17452 Posts in 4473 Topics by 1971 members
|Go to End||Next >|
15 June 2007 at 5:26pm Last edited: 16 June 2007 10:31am
How do I make my urls reflect the page hierarchy I have defined in the CMS? eg. example.com/labs/project-one rather than simply example.com/project-one
16 June 2007 at 12:21am
SilverStripe doesn't actually do that...I've managed to write a hack for it, but you'd have to be fairly keen - it's ugly and not tested in production yet.
Might be easiest to just live with the one-level URLs for now.
16 June 2007 at 10:34am
Ok, thanks Nathan. I'd like to put in a vote for that feature/option to get tested and produced
16 June 2007 at 1:23pm
I second that feature. Especially for larger sites that tend to have a lot of articles it can be very beneficial to have the URL's structured this way to stop an overlap in article names.
17 June 2007 at 6:16pm
The problem is that example.com/labs/project-one is interpreted as being the project-one action on the labs pags.
It's possible that for specific URLs we could allow the ability to set pages up - by disallowing any actions to be called on the labs page in the preceeding example.
Nathan - how do you deal with this issue in your patch?
18 June 2007 at 1:00am
My solution's a bit messy - I put all my custom code into a seperate NathanHacks class to make upgrading easier, so it might be a little different if you wanted to integrate it.
Very basically what is does is make a NathanHacks singleton that loads a copy the site tree, then loops through (using parent()) and creates a nested array of pages, like the site tree.
Then it hijacks Director::getControllerForURL() if you get a ModelAsController (or a RootURLController, it also gets rid of the /home redirect) and loops through the top level of the nested array, looking for a page with $urlParts. If it finds it, it then searches that page's children for $urlParts and so on until there are no more urlParts.
For example, it gets the url "/flying/monkey". It'll loop through all the top level pages looking for a URLSegment of "flying". If it finds one, it sets that page to $currentPage, then loops through $currentPage's children looking for a URLSegment of "monkey". If there is no "monkey", it instead checks to see if "monkey" is a method of $currentPage. If it's not that either, it 404s.

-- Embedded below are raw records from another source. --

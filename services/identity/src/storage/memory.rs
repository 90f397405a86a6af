//! In-process backend.
//!
//! Plain maps behind `parking_lot` locks. Every compound operation runs
//! under a single lock acquisition, which is what makes redemption and code
//! consumption atomic here. Nothing survives a restart.

use std::collections::HashMap;

use async_trait::async_trait;
use parking_lot::{Mutex, RwLock};
use tracing::debug;

use super::password::{hash_password_blocking, verify_password_blocking};
use super::{
    classify_failed_redemption, matches_filter, new_id, paginate, unix_now, AppStorage, Page, RefreshRecord,
    RefreshState, TokenStorage, UserStorage, VerificationCodeStorage, MAX_ROTATION_CHAIN,
};
use crate::error::{IdentityError, IdentityResult};
use crate::model::{normalize_email, App, CodePurpose, User, UserUpdate, VerificationCode};

/// In-memory [`AppStorage`].
#[derive(Debug, Default)]
pub struct MemoryAppStorage {
    apps: RwLock<HashMap<String, App>>,
}

impl MemoryAppStorage {
    /// Empty store.
    #[must_use]
    pub fn new() -> Self {
        Self::default()
    }
}

#[async_trait]
impl AppStorage for MemoryAppStorage {
    async fn app_by_id(&self, id: &str) -> IdentityResult<App> {
        self.apps.read().get(id).cloned().ok_or(IdentityError::AppNotFound)
    }

    async fn add_new_app(&self, mut app: App) -> IdentityResult<App> {
        if app.id.is_empty() {
            app.id = new_id();
        }
        let mut apps = self.apps.write();
        if apps.contains_key(&app.id) {
            return Err(IdentityError::AppAlreadyExists);
        }
        apps.insert(app.id.clone(), app.clone());
        Ok(app)
    }

    async fn update_app(&self, id: &str, mut app: App) -> IdentityResult<App> {
        let mut apps = self.apps.write();
        let stored = apps.get_mut(id).ok_or(IdentityError::AppNotFound)?;
        app.id = id.to_string();
        *stored = app.clone();
        Ok(app)
    }

    async fn delete_app(&self, id: &str) -> IdentityResult<()> {
        self.apps.write().remove(id).map(|_| ()).ok_or(IdentityError::AppNotFound)
    }

    async fn fetch_apps(&self, filter: &str, skip: u64, limit: u64) -> IdentityResult<Page<App>> {
        let mut apps: Vec<App> = self
            .apps
            .read()
            .values()
            .filter(|app| matches_filter(&[&app.name], filter))
            .cloned()
            .collect();
        apps.sort_by(|a, b| a.name.cmp(&b.name).then_with(|| a.id.cmp(&b.id)));
        Ok(paginate(apps, skip, limit))
    }
}

/// In-memory [`UserStorage`].
#[derive(Debug, Default)]
pub struct MemoryUserStorage {
    users: RwLock<HashMap<String, User>>,
}

impl MemoryUserStorage {
    /// Empty store.
    #[must_use]
    pub fn new() -> Self {
        Self::default()
    }
}

/// Uniqueness of non-empty usernames and emails among users other than
/// `user.id`.
fn ensure_unique(users: &HashMap<String, User>, user: &User) -> IdentityResult<()> {
    for other in users.values().filter(|other| other.id != user.id) {
        if !user.username.is_empty() && other.username == user.username {
            return Err(IdentityError::UsernameTaken);
        }
        if !user.email.is_empty() && other.email == user.email {
            return Err(IdentityError::EmailTaken);
        }
    }
    Ok(())
}

#[async_trait]
impl UserStorage for MemoryUserStorage {
    async fn user_by_id(&self, id: &str) -> IdentityResult<User> {
        self.users.read().get(id).cloned().ok_or(IdentityError::UserNotFound)
    }

    async fn user_by_email(&self, email: &str) -> IdentityResult<User> {
        let email = normalize_email(email);
        if email.is_empty() {
            return Err(IdentityError::UserNotFound);
        }
        self.users
            .read()
            .values()
            .find(|user| user.email == email)
            .cloned()
            .ok_or(IdentityError::UserNotFound)
    }

    async fn user_by_name_password(&self, username: &str, password: &str) -> IdentityResult<User> {
        let user = self
            .users
            .read()
            .values()
            .find(|user| !username.is_empty() && user.username == username)
            .cloned()
            .ok_or(IdentityError::InvalidCredentials)?;

        if verify_password_blocking(password.to_string(), user.password_hash.clone()).await {
            Ok(user)
        } else {
            Err(IdentityError::InvalidCredentials)
        }
    }

    async fn user_exists(&self, username: &str) -> IdentityResult<bool> {
        Ok(!username.is_empty() && self.users.read().values().any(|user| user.username == username))
    }

    async fn add_new_user(&self, mut user: User, password: &str) -> IdentityResult<User> {
        if user.id.is_empty() {
            user.id = new_id();
        }
        user.email = normalize_email(&user.email);
        user.password_hash = hash_password_blocking(password.to_string()).await?;

        let mut users = self.users.write();
        if users.contains_key(&user.id) {
            return Err(IdentityError::internal(format!("duplicate user id {}", user.id)));
        }
        ensure_unique(&users, &user)?;
        users.insert(user.id.clone(), user.clone());
        Ok(user)
    }

    async fn reset_password(&self, id: &str, password: &str) -> IdentityResult<()> {
        if !self.users.read().contains_key(id) {
            return Err(IdentityError::UserNotFound);
        }
        let hash = hash_password_blocking(password.to_string()).await?;
        let mut users = self.users.write();
        let user = users.get_mut(id).ok_or(IdentityError::UserNotFound)?;
        user.password_hash = hash;
        Ok(())
    }

    async fn update_user(&self, id: &str, update: UserUpdate) -> IdentityResult<User> {
        let mut users = self.users.write();
        let mut user = users.get(id).cloned().ok_or(IdentityError::UserNotFound)?;
        update.apply(&mut user);
        ensure_unique(&users, &user)?;
        users.insert(id.to_string(), user.clone());
        Ok(user)
    }

    async fn delete_user(&self, id: &str) -> IdentityResult<()> {
        self.users.write().remove(id).map(|_| ()).ok_or(IdentityError::UserNotFound)
    }

    async fn fetch_users(&self, filter: &str, skip: u64, limit: u64) -> IdentityResult<Page<User>> {
        let mut users: Vec<User> = self
            .users
            .read()
            .values()
            .filter(|user| matches_filter(&[&user.username, &user.email], filter))
            .cloned()
            .collect();
        users.sort_by(|a, b| a.username.cmp(&b.username).then_with(|| a.id.cmp(&b.id)));
        Ok(paginate(users, skip, limit))
    }
}

/// In-memory [`TokenStorage`].
#[derive(Debug, Default)]
pub struct MemoryTokenStorage {
    records: Mutex<HashMap<String, RefreshRecord>>,
}

impl MemoryTokenStorage {
    /// Empty store.
    #[must_use]
    pub fn new() -> Self {
        Self::default()
    }
}

fn revoke_chain(records: &mut HashMap<String, RefreshRecord>, start: String) {
    let mut next = Some(start);
    for _ in 0..MAX_ROTATION_CHAIN {
        let Some(id) = next.take() else { break };
        let Some(record) = records.get_mut(&id) else { break };
        next = record.successor.clone();
        record.state = RefreshState::Revoked;
    }
}

#[async_trait]
impl TokenStorage for MemoryTokenStorage {
    async fn put(&self, token_id: &str, expires_at: i64) -> IdentityResult<()> {
        self.records
            .lock()
            .insert(token_id.to_string(), RefreshRecord::valid(expires_at));
        Ok(())
    }

    async fn is_valid(&self, token_id: &str) -> IdentityResult<bool> {
        let now = unix_now();
        Ok(self.records.lock().get(token_id).is_some_and(|record| record.is_live_at(now)))
    }

    async fn invalidate(&self, token_id: &str) -> IdentityResult<()> {
        if let Some(record) = self.records.lock().get_mut(token_id) {
            record.state = RefreshState::Revoked;
        }
        Ok(())
    }

    async fn redeem(&self, token_id: &str, successor_id: &str, successor_expires_at: i64) -> IdentityResult<()> {
        let now = unix_now();
        let mut records = self.records.lock();

        if let Some(record) = records.get_mut(token_id).filter(|record| record.is_live_at(now)) {
            record.state = RefreshState::Rotated;
            record.successor = Some(successor_id.to_string());
            records.insert(successor_id.to_string(), RefreshRecord::valid(successor_expires_at));
            return Ok(());
        }

        let successor = classify_failed_redemption(records.get(token_id), now)?;
        revoke_chain(&mut records, successor);
        Err(IdentityError::TokenReused)
    }

    async fn purge_expired(&self, now: i64) -> IdentityResult<u64> {
        let mut records = self.records.lock();
        let before = records.len();
        records.retain(|_, record| record.expires_at > now);
        let purged = (before - records.len()) as u64;
        debug!(purged, "Purged expired refresh records");
        Ok(purged)
    }
}

/// In-memory [`VerificationCodeStorage`].
#[derive(Debug, Default)]
pub struct MemoryVerificationCodeStorage {
    codes: Mutex<HashMap<(String, CodePurpose), VerificationCode>>,
}

impl MemoryVerificationCodeStorage {
    /// Empty store.
    #[must_use]
    pub fn new() -> Self {
        Self::default()
    }
}

#[async_trait]
impl VerificationCodeStorage for MemoryVerificationCodeStorage {
    async fn create_code(&self, code: VerificationCode) -> IdentityResult<()> {
        self.codes
            .lock()
            .insert((code.user_id.clone(), code.purpose), code);
        Ok(())
    }

    async fn consume_code(&self, user_id: &str, purpose: CodePurpose, code: &str) -> IdentityResult<()> {
        let key = (user_id.to_string(), purpose);
        let mut codes = self.codes.lock();
        let stored = codes.get(&key).ok_or(IdentityError::VerificationCodeInvalid)?;

        if stored.is_expired_at(unix_now()) {
            codes.remove(&key);
            return Err(IdentityError::VerificationCodeInvalid);
        }
        if !stored.matches(code) {
            return Err(IdentityError::VerificationCodeInvalid);
        }
        codes.remove(&key);
        Ok(())
    }
}
//! User accounts and partial updates.

use std::collections::BTreeMap;

use serde::{Deserialize, Serialize};
use serde_json::Value;

/// Two-factor authentication state of a user.
#[derive(Debug, Clone, PartialEq, Eq, Default, Serialize, Deserialize)]
#[serde(default)]
pub struct TfaInfo {
    /// TFA is set up
    pub enabled: bool,
    /// Shared TOTP secret
    pub secret: String,
}

/// A user account.
///
/// Username and email are unique among users when non-empty. Emails are
/// stored normalized, see [`normalize_email`].
#[derive(Debug, Clone, PartialEq, Default, Serialize, Deserialize)]
#[serde(default)]
pub struct User {
    /// Stable unique id
    pub id: String,
    /// Login name, empty for anonymous users
    pub username: String,
    /// Normalized email, may be empty
    pub email: String,
    /// Argon2 PHC string
    pub password_hash: String,
    /// Inactive users cannot renew tokens
    pub active: bool,
    /// Registered without credentials
    pub anonymous: bool,
    /// Assigned roles
    pub roles: Vec<String>,
    /// Scopes this user may be granted
    pub scopes: Vec<String>,
    /// Two-factor state
    pub tfa: TfaInfo,
    /// Free-form public attributes
    pub profile: BTreeMap<String, Value>,
}

impl User {
    /// Copy safe to hand to clients.
    #[must_use]
    pub fn sanitized(&self) -> Self {
        let mut user = self.clone();
        user.password_hash.clear();
        user.tfa.secret.clear();
        user
    }

    /// Value of a field that may appear in a token payload.
    ///
    /// Secrets are never reachable from here.
    #[must_use]
    pub fn payload_field(&self, name: &str) -> Option<Value> {
        match name {
            "id" => Some(Value::from(self.id.clone())),
            "username" => Some(Value::from(self.username.clone())),
            "email" => Some(Value::from(self.email.clone())),
            "roles" => Some(Value::from(self.roles.clone())),
            "anonymous" => Some(Value::from(self.anonymous)),
            other => self.profile.get(other).cloned(),
        }
    }
}

/// Partial user update. `None` leaves the field untouched.
#[derive(Debug, Clone, PartialEq, Default, Serialize, Deserialize)]
#[serde(default)]
pub struct UserUpdate {
    /// New username; clears the anonymous flag
    pub username: Option<String>,
    /// New email, normalized on apply
    pub email: Option<String>,
    /// Enable or disable
    pub active: Option<bool>,
    /// Replacement roles
    pub roles: Option<Vec<String>>,
    /// Replacement permitted scopes
    pub scopes: Option<Vec<String>>,
    /// Replacement TFA state
    pub tfa: Option<TfaInfo>,
    /// Replacement profile
    pub profile: Option<BTreeMap<String, Value>>,
}

impl UserUpdate {
    /// Apply to `user`. Setting a username turns an anonymous user into a
    /// regular one.
    pub fn apply(self, user: &mut User) {
        if let Some(username) = self.username {
            user.username = username;
            user.anonymous = false;
        }
        if let Some(email) = self.email {
            user.email = normalize_email(&email);
        }
        if let Some(active) = self.active {
            user.active = active;
        }
        if let Some(roles) = self.roles {
            user.roles = roles;
        }
        if let Some(scopes) = self.scopes {
            user.scopes = scopes;
        }
        if let Some(tfa) = self.tfa {
            user.tfa = tfa;
        }
        if let Some(profile) = self.profile {
            user.profile = profile;
        }
    }
}

/// Trimmed and lowercased email, the form emails are stored and looked up in.
#[must_use]
pub fn normalize_email(email: &str) -> String {
    email.trim().to_lowercase()
}

#[cfg(test)]
mod tests {
    use super::*;
    use serde_json::json;

    fn user() -> User {
        User {
            id: "u1".to_string(),
            username: "alice".to_string(),
            email: "alice@example.com".to_string(),
            password_hash: "$argon2id$...".to_string(),
            roles: vec!["admin".to_string()],
            tfa: TfaInfo {
                enabled: true,
                secret: "totp".to_string(),
            },
            profile: BTreeMap::from([("locale".to_string(), json!("de"))]),
            ..User::default()
        }
    }

    #[test]
    fn test_sanitized_strips_secrets() {
        let clean = user().sanitized();
        assert!(clean.password_hash.is_empty());
        assert!(clean.tfa.secret.is_empty());
        assert!(clean.tfa.enabled);
    }

    #[test]
    fn test_payload_fields() {
        let user = user();
        assert_eq!(user.payload_field("email"), Some(json!("alice@example.com")));
        assert_eq!(user.payload_field("roles"), Some(json!(["admin"])));
        assert_eq!(user.payload_field("locale"), Some(json!("de")));
        assert_eq!(user.payload_field("password_hash"), None);
        assert_eq!(user.payload_field("missing"), None);
    }

    #[test]
    fn test_update_deanonymizes_on_username() {
        let mut user = User {
            anonymous: true,
            ..user()
        };
        UserUpdate {
            email: Some(" Alice@Example.COM ".to_string()),
            ..UserUpdate::default()
        }
        .apply(&mut user);
        assert!(user.anonymous);
        assert_eq!(user.email, "alice@example.com");

        UserUpdate {
            username: Some("alice2".to_string()),
            ..UserUpdate::default()
        }
        .apply(&mut user);
        assert!(!user.anonymous);
        assert_eq!(user.username, "alice2");
    }
}
//! Proptest generators for identity domain values.

use proptest::collection::{btree_set, vec};
use proptest::prelude::*;

/// A single scope name such as `read` or `profile:write`.
pub fn scope_strategy() -> impl Strategy<Value = String> {
    "[a-z]{2,8}(:[a-z]{2,6})?"
}

/// A duplicate-free list of scopes, possibly empty.
pub fn scopes_strategy(max: usize) -> impl Strategy<Value = Vec<String>> {
    btree_set(scope_strategy(), 0..=max).prop_map(|set| set.into_iter().collect())
}

/// Opaque identifiers in the shape the services assign.
pub fn id_strategy() -> impl Strategy<Value = String> {
    "[0-9a-f]{8}-[0-9a-f]{4}-4[0-9a-f]{3}-[89ab][0-9a-f]{3}-[0-9a-f]{12}"
}

/// Login names.
pub fn username_strategy() -> impl Strategy<Value = String> {
    "[a-z][a-z0-9_.]{2,15}"
}

/// Email addresses, deliberately mixed case.
pub fn email_strategy() -> impl Strategy<Value = String> {
    ("[a-zA-Z][a-zA-Z0-9.]{1,12}", "[a-z]{3,10}", prop_oneof![Just("com"), Just("org"), Just("io")])
        .prop_map(|(local, domain, tld)| format!("{local}@{domain}.{tld}"))
}

/// Issuer URLs.
pub fn issuer_strategy() -> impl Strategy<Value = String> {
    "[a-z]{3,12}".prop_map(|host| format!("https://{host}.example.com"))
}

/// Token lifetimes in seconds, from one second to roughly a year.
pub fn ttl_strategy() -> impl Strategy<Value = i64> {
    1i64..=31_536_000
}

/// Small string payload maps.
pub fn payload_strategy() -> impl Strategy<Value = Vec<(String, String)>> {
    vec(("[a-z_]{1,10}", "[ -~]{0,24}"), 0..4)
}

The point of the singleton is to store extra data like each page's full url ("/flying/monkey" as well as just "/monkey") and other bits and pieces for later use. Like returning the full URL in SiteTree's Link() and whatnot. There are about 11 points in SIlverStripe that call NathanHacks at the moment, I think.
Does that make sense?
20 June 2007 at 9:36pm
Thanks for the explanation - it seems like this would be quite slow on a large site tho - how did you find this went?
20 June 2007 at 10:18pm Last edited: 20 June 2007 10:21pm
It works fine for me but so far I've only used it on a little site, so you could be right. My plan is to refactor some time and keep growing the test site to see what happens.
Do you think it would help NathanHacks stored the pages in a flat array by URL? So going to /flying/monkey would just look for $page['flying/monkey'] rather than running through the loop...of course, you'd still need to do the whole big loop the first time to make that array.